Security on F00165

Hi list,

I have setup row security on OBNM filed in F00165 not allow deletion for buyer role. However, still the users can delete attachments. My setup is (we are using inclusive row security);

buyer, F00165, OBNM, GT0000, GT4300,Y,Y,Y,Y
buyer, F00165, OBNM, GT4301, GT4301,Y,Y,N,Y
buyer, F00165, OBNM, GT4302, GT4399,Y,Y,Y,Y

Do I have to make any other additional setup.

I don't think you can secure attachments in XE. The row security you have set up will probably prevent the deletion of the F00165 record but the attachment will get deleted. If anyone knows different please let me know. I would also like to prevent the deletion of attachments. Thanks.

Patty

We started doing this beginning of this year. It seemed to work well when I tested, and I "believe" it is working as intended. A few caveats...

We're not using Inclusive, but I can't imagine that would make it work for us and not you. My Ys and Ns are structured similar to yours, with ranges of GTs. Except - Where I prevent delete, I also prevent change. After all, allowing a change to a text attachment would also allow changing it to a 'blank' attachment. The delete only prevents deleting the F00165 record itself.

We're not using Solution Explorer/Roles, we use original OneWorld menus/groups

I don't recall testing with other attachment types (but I may have). I would have been focused on the generic text attachments.
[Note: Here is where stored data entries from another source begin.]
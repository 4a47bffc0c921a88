//! Run persistence and source loading for Novelist.
//!
//! - [`FileRunStore`] keeps each run in its own directory with atomically
//!   replaced JSON documents and append-only draft histories.
//! - [`InMemoryRunStore`] mirrors the same semantics without touching disk.
//! - [`TextFileSource`] loads a plain-text novel as paragraph segments.

mod file_store;
mod in_memory;
mod text_source;

pub use file_store::FileRunStore;
pub use in_memory::InMemoryRunStore;
pub use text_source::{TextFileSource, split_segments};
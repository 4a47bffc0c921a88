//! Completion client shared by every pipeline stage.

use novelist_core::{CompletionOptions, GenerateRequest, NovelistConfig, RetryConfig};
use novelist_error::{CompletionError, CompletionErrorKind};
use novelist_interface::CompletionDriver;
use novelist_rate_limit::{RateLimiter, retry_with_backoff};
use std::sync::Arc;
use tokio_util::sync::CancellationToken;
use tracing::{debug, instrument};

/// Prompt in, text out, with rate limiting and retries.
///
/// Wraps a [`CompletionDriver`] so that every call is bounded in prompt
/// length, waits for the rate limiter before each attempt, retries transient
/// failures through the shared backoff utility, and stops when the run is
/// cancelled. Cloning is cheap; clones share the driver, limiter and token.
#[derive(Clone)]
pub struct CompletionClient {
    driver: Arc<dyn CompletionDriver>,
    limiter: RateLimiter,
    retry: RetryConfig,
    max_prompt_chars: usize,
    defaults: CompletionOptions,
    token: CancellationToken,
}

impl std::fmt::Debug for CompletionClient {
    fn fmt(&self, f: &mut std::fmt::Formatter<'_>) -> std::fmt::Result {
        f.debug_struct("CompletionClient")
            .field("provider", &self.driver.provider_name())
            .field("model", &self.driver.model_name())
            .field("limiter", &self.limiter)
            .field("retry", &self.retry)
            .field("max_prompt_chars", &self.max_prompt_chars)
            .finish()
    }
}

impl CompletionClient {
    /// Client configured from the run configuration.
    pub fn new(
        driver: Arc<dyn CompletionDriver>,
        config: &NovelistConfig,
        token: CancellationToken,
    ) -> Self {
        let defaults = CompletionOptions {
            model: Some(config.llm.model.clone()),
            max_tokens: Some(config.llm.max_output_tokens),
            temperature: Some(config.llm.temperature),
            system: None,
        };
        Self {
            driver,
            limiter: RateLimiter::new(&config.rate_limit),
            retry: config.retry.clone(),
            max_prompt_chars: config.llm.max_prompt_chars,
            defaults,
            token,
        }
    }

    /// Sends `system` as the system prompt of every call.
    pub fn with_system(mut self, system: impl Into<String>) -> Self {
        let system = system.into();
        self.defaults.system = (!system.trim().is_empty()).then_some(system);
        self
    }

    /// Default options with the given temperature.
    pub fn options(&self, temperature: f32) -> CompletionOptions {
        self.defaults.clone().with_temperature(temperature)
    }

    /// Model that calls are sent to.
    pub fn model_name(&self) -> &str {
        self.defaults
            .model
            .as_deref()
            .unwrap_or_else(|| self.driver.model_name())
    }

    /// Cancellation token observed by every call.
    pub fn token(&self) -> &CancellationToken {
        &self.token
    }

    /// Generates text for `prompt`.
    ///
    /// # Errors
    ///
    /// - `PromptTooLong` when the prompt exceeds the configured bound
    /// - `RetriesExhausted` when every attempt failed transiently
    /// - `Cancelled` when the run was cancelled
    /// - any fatal driver error, unchanged
    #[instrument(skip(self, prompt, options), fields(prompt_chars = tracing::field::Empty))]
    pub async fn complete(
        &self,
        label: &str,
        prompt: &str,
        options: &CompletionOptions,
    ) -> Result<String, CompletionError> {
        let len = prompt.chars().count();
        tracing::Span::current().record("prompt_chars", len);
        if len > self.max_prompt_chars {
            return Err(CompletionError::new(CompletionErrorKind::PromptTooLong {
                len,
                max: self.max_prompt_chars,
            }));
        }

        let request = GenerateRequest::from_prompt(prompt, options);
        let response = retry_with_backoff(label, &self.retry, &self.token, || {
            let request = &request;
            async move {
                let _permit = self.limiter.acquire().await?;
                self.driver.generate(request).await
            }
        })
        .await?;

        if let Some(usage) = response.usage {
            debug!(
                input_tokens = usage.input_tokens,
                output_tokens = usage.output_tokens,
                "Completion finished"
            );
        }
        Ok(response.text)
    }
}
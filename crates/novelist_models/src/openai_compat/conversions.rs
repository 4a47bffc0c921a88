//! Type conversions between Novelist and OpenAI formats.

use crate::openai_compat::{ChatMessage, ChatRequest, ChatResponse};
use novelist_core::{GenerateRequest, GenerateResponse, Role, TokenUsage};
use novelist_error::{CompletionError, CompletionErrorKind};

/// Converts a GenerateRequest to OpenAI chat format.
///
/// The request's model override wins over the client default.
pub fn to_chat_request(
    req: &GenerateRequest,
    default_model: &str,
) -> Result<ChatRequest, CompletionError> {
    let messages = req
        .messages()
        .iter()
        .map(|msg| ChatMessage {
            role: match msg.role() {
                Role::User => "user",
                Role::Assistant => "assistant",
                Role::System => "system",
            }
            .to_string(),
            content: Some(msg.content().clone()),
        })
        .collect::<Vec<_>>();

    let model = req.model().as_deref().unwrap_or(default_model);

    let mut builder = ChatRequest::builder();
    builder.model(model.to_string()).messages(messages);

    if let Some(max_tokens) = req.max_tokens() {
        builder.max_tokens(*max_tokens);
    }

    if let Some(temp) = req.temperature() {
        builder.temperature(*temp);
    }

    builder.build().map_err(|e| {
        CompletionError::new(CompletionErrorKind::MalformedResponse(format!(
            "Failed to build request: {}",
            e
        )))
    })
}

/// Converts an OpenAI chat response to a GenerateResponse.
///
/// A response without choices or with empty content is malformed, which the
/// retry layer treats as transient.
pub fn from_chat_response(response: &ChatResponse) -> Result<GenerateResponse, CompletionError> {
    let content = response
        .choices
        .first()
        .and_then(|choice| choice.message.content.clone())
        .filter(|text| !text.trim().is_empty())
        .ok_or_else(|| {
            CompletionError::new(CompletionErrorKind::MalformedResponse(
                "No content in response choices".to_string(),
            ))
        })?;

    let usage = response.usage.as_ref().and_then(|u| {
        match (u.prompt_tokens, u.completion_tokens, u.total_tokens) {
            (Some(input), Some(output), Some(total)) => Some(TokenUsage {
                input_tokens: input,
                output_tokens: output,
                total_tokens: total,
            }),
            _ => None,
        }
    });

    Ok(GenerateResponse {
        text: content,
        usage,
    })
}
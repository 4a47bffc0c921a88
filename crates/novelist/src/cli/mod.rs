//! Command-line interface module.
//!
//! This module provides the CLI structure and command handlers for the novelist binary.

mod commands;
mod logging;
mod run;
mod status;

pub use commands::{Cli, Commands, LogFormat, RunArgs};
pub use logging::init_tracing;
pub use run::{CommandOutcome, handle_retry_command, handle_run_command, load_config, load_seed_ideas};
pub use status::handle_status_command;
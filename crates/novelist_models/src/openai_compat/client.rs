//! Generic client for OpenAI-compatible APIs.

use crate::openai_compat::{ChatResponse, conversions};
use async_trait::async_trait;
use novelist_core::{GenerateRequest, GenerateResponse, LlmConfig};
use novelist_error::{CompletionError, CompletionErrorKind};
use novelist_interface::CompletionDriver;
use reqwest::{Client, StatusCode};
use tracing::{debug, error, instrument};

/// Client for any OpenAI-compatible chat completions endpoint.
///
/// Each call to [`generate`](CompletionDriver::generate) performs exactly
/// one HTTP request and classifies failures for the retry layer.
#[derive(Debug, Clone)]
pub struct OpenAICompatibleClient {
    client: Client,
    api_key: String,
    model: String,
    base_url: String,
}

impl OpenAICompatibleClient {
    /// Creates a client from endpoint settings and an explicit credential.
    ///
    /// # Errors
    ///
    /// Returns an error if the HTTP client cannot be constructed.
    #[instrument(skip(api_key, llm), fields(model = %llm.model, url = %llm.base_url))]
    pub fn new(api_key: impl Into<String>, llm: &LlmConfig) -> Result<Self, CompletionError> {
        let client = Client::builder()
            .timeout(llm.request_timeout())
            .build()
            .map_err(|e| {
                CompletionError::new(CompletionErrorKind::Network(format!(
                    "Failed to build HTTP client: {}",
                    e
                )))
            })?;

        debug!("Created OpenAI-compatible client");

        Ok(Self {
            client,
            api_key: api_key.into(),
            model: llm.model.clone(),
            base_url: llm.base_url.clone(),
        })
    }

    /// Creates a client reading the credential from the environment
    /// variable named by `llm.api_key_env`.
    ///
    /// # Errors
    ///
    /// Returns `MissingCredential` if the variable is unset or empty.
    pub fn from_env(llm: &LlmConfig) -> Result<Self, CompletionError> {
        let api_key = std::env::var(&llm.api_key_env)
            .ok()
            .filter(|key| !key.trim().is_empty())
            .ok_or_else(|| {
                CompletionError::new(CompletionErrorKind::MissingCredential(
                    llm.api_key_env.clone(),
                ))
            })?;
        Self::new(api_key, llm)
    }
}

/// Maps a non-success HTTP status to a completion failure.
fn classify_status(status: StatusCode, body: String) -> CompletionErrorKind {
    match status {
        StatusCode::UNAUTHORIZED | StatusCode::FORBIDDEN => CompletionErrorKind::Unauthorized(body),
        StatusCode::TOO_MANY_REQUESTS => CompletionErrorKind::RateLimited(body),
        _ => CompletionErrorKind::Http {
            status: status.as_u16(),
            message: body,
        },
    }
}

/// Maps a transport-level reqwest failure to a completion failure.
fn classify_transport(err: &reqwest::Error) -> CompletionErrorKind {
    if err.is_timeout() {
        CompletionErrorKind::Timeout(err.to_string())
    } else if err.is_decode() || err.is_body() {
        CompletionErrorKind::MalformedResponse(err.to_string())
    } else {
        CompletionErrorKind::Network(err.to_string())
    }
}

#[async_trait]
impl CompletionDriver for OpenAICompatibleClient {
    #[instrument(skip(self, request), fields(model = %self.model))]
    async fn generate(
        &self,
        request: &GenerateRequest,
    ) -> Result<GenerateResponse, CompletionError> {
        let chat_request = conversions::to_chat_request(request, &self.model)?;

        debug!(
            message_count = chat_request.messages().len(),
            "Sending request"
        );

        let response = self
            .client
            .post(&self.base_url)
            .bearer_auth(&self.api_key)
            .json(&chat_request)
            .send()
            .await
            .map_err(|e| {
                error!(error = ?e, "HTTP request failed");
                CompletionError::new(classify_transport(&e))
            })?;

        let status = response.status();
        if !status.is_success() {
            let error_text = response.text().await.unwrap_or_default();
            error!(status = %status, error = %error_text, "API error");
            return Err(CompletionError::new(classify_status(status, error_text)));
        }

        let chat_response: ChatResponse = response.json().await.map_err(|e| {
            error!(error = ?e, "Failed to parse response");
            CompletionError::new(match classify_transport(&e) {
                CompletionErrorKind::Network(message) => {
                    CompletionErrorKind::MalformedResponse(message)
                }
                other => other,
            })
        })?;

        debug!(choices = chat_response.choices.len(), "Received response");

        conversions::from_chat_response(&chat_response)
    }

    fn provider_name(&self) -> &'static str {
        "openai-compatible"
    }

    fn model_name(&self) -> &str {
        &self.model
    }
}

#[cfg(test)]
mod tests {
    use super::*;
    use novelist_error::FailureClass;

    #[test]
    fn test_status_classification() {
        let kind = classify_status(StatusCode::UNAUTHORIZED, "bad key".into());
        assert_eq!(kind.failure_class(), FailureClass::Fatal);

        let kind = classify_status(StatusCode::TOO_MANY_REQUESTS, "slow down".into());
        assert_eq!(kind.failure_class(), FailureClass::Transient);

        let kind = classify_status(StatusCode::BAD_GATEWAY, String::new());
        assert_eq!(kind.failure_class(), FailureClass::Transient);

        let kind = classify_status(StatusCode::NOT_FOUND, "no such model".into());
        assert_eq!(kind.failure_class(), FailureClass::Fatal);
    }

    #[test]
    fn test_missing_credential() {
        let llm = LlmConfig {
            api_key_env: "NOVELIST_TEST_KEY_THAT_IS_NEVER_SET".into(),
            ..LlmConfig::default()
        };
        let err = OpenAICompatibleClient::from_env(&llm).unwrap_err();
        assert!(matches!(err.kind, CompletionErrorKind::MissingCredential(_)));
    }
}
I'm sure you're aware, but in case you overlooked... If the user has any row security for the F00165 defined at the user level, the buyer group security won't come into play.

Patty,

I have know idea if this will work, but what about securing (in the operating system security not JDE) the folder(s) containing the any attachment files, allowing add and change, if needed and diallow delete.

Peter

Thanks for you response. I don't think that will work. Some people will still need to delete attachments. Isn't setting security on the server an all or nothing proposition?

Patty

You could add an exit security record to disallow certain groups from choosing the row -> attachments exit. But, this will take away their ability to both add and delete attachments.
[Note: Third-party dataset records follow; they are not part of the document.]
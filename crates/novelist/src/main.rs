//! Novelist command-line entry point.

use clap::Parser;
use novelist::cli::{
    Cli, CommandOutcome, Commands, handle_retry_command, handle_run_command,
    handle_status_command, init_tracing, load_config,
};
use std::process::ExitCode;

async fn dispatch(cli: Cli) -> anyhow::Result<CommandOutcome> {
    let config = load_config(cli.config.as_deref(), cli.state_dir.as_deref())?;

    match cli.command {
        Commands::Run(args) => handle_run_command(args, config).await,
        Commands::Status { run_id } => {
            handle_status_command(&run_id, &config).await?;
            Ok(CommandOutcome::Success)
        }
        Commands::Retry { run_id, concept } => {
            handle_retry_command(&run_id, &concept, config).await
        }
    }
}

#[tokio::main]
async fn main() -> ExitCode {
    // Load .env before clap reads env-backed arguments
    let _ = dotenvy::dotenv();

    let cli = Cli::parse();
    init_tracing(cli.log_format);

    match dispatch(cli).await {
        Ok(outcome) => ExitCode::from(outcome.exit_code()),
        Err(e) => {
            eprintln!("Error: {e:#}");
            ExitCode::FAILURE
        }
    }
}
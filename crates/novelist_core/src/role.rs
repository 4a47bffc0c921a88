//! Role types for conversation participants.

use serde::{Deserialize, Serialize};

/// Author of a message in a completion request.
#[derive(Debug, Clone, Copy, PartialEq, Eq, PartialOrd, Ord, Hash, Serialize, Deserialize)]
#[serde(rename_all = "lowercase")]
pub enum Role {
    System,
    User,
    Assistant,
}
You can set Windows directory security by groups/user just as you can within OneWorld, though it is another layer of security to setup. The Tech SIG has an enhancement request to provide media object security. This request has been accepted and is 'in scope' for tools release 8.96.

Jean

That's great news that Oracle is doing this mod. What release do you think it will be in or will it be in a service pack? Server security is controlled by another group in IT. It's not really a workable solutions.

Patty

Patty,

I think Jean's reply has covered this pretty well. Windows security is definitely not an all or nothing, and can be applied on a file(folder)/user(group)/access basis. With our setup it would be quite easy to do what is required, because the users that would delete any attachments already have broad access to the server, and public access is very limited.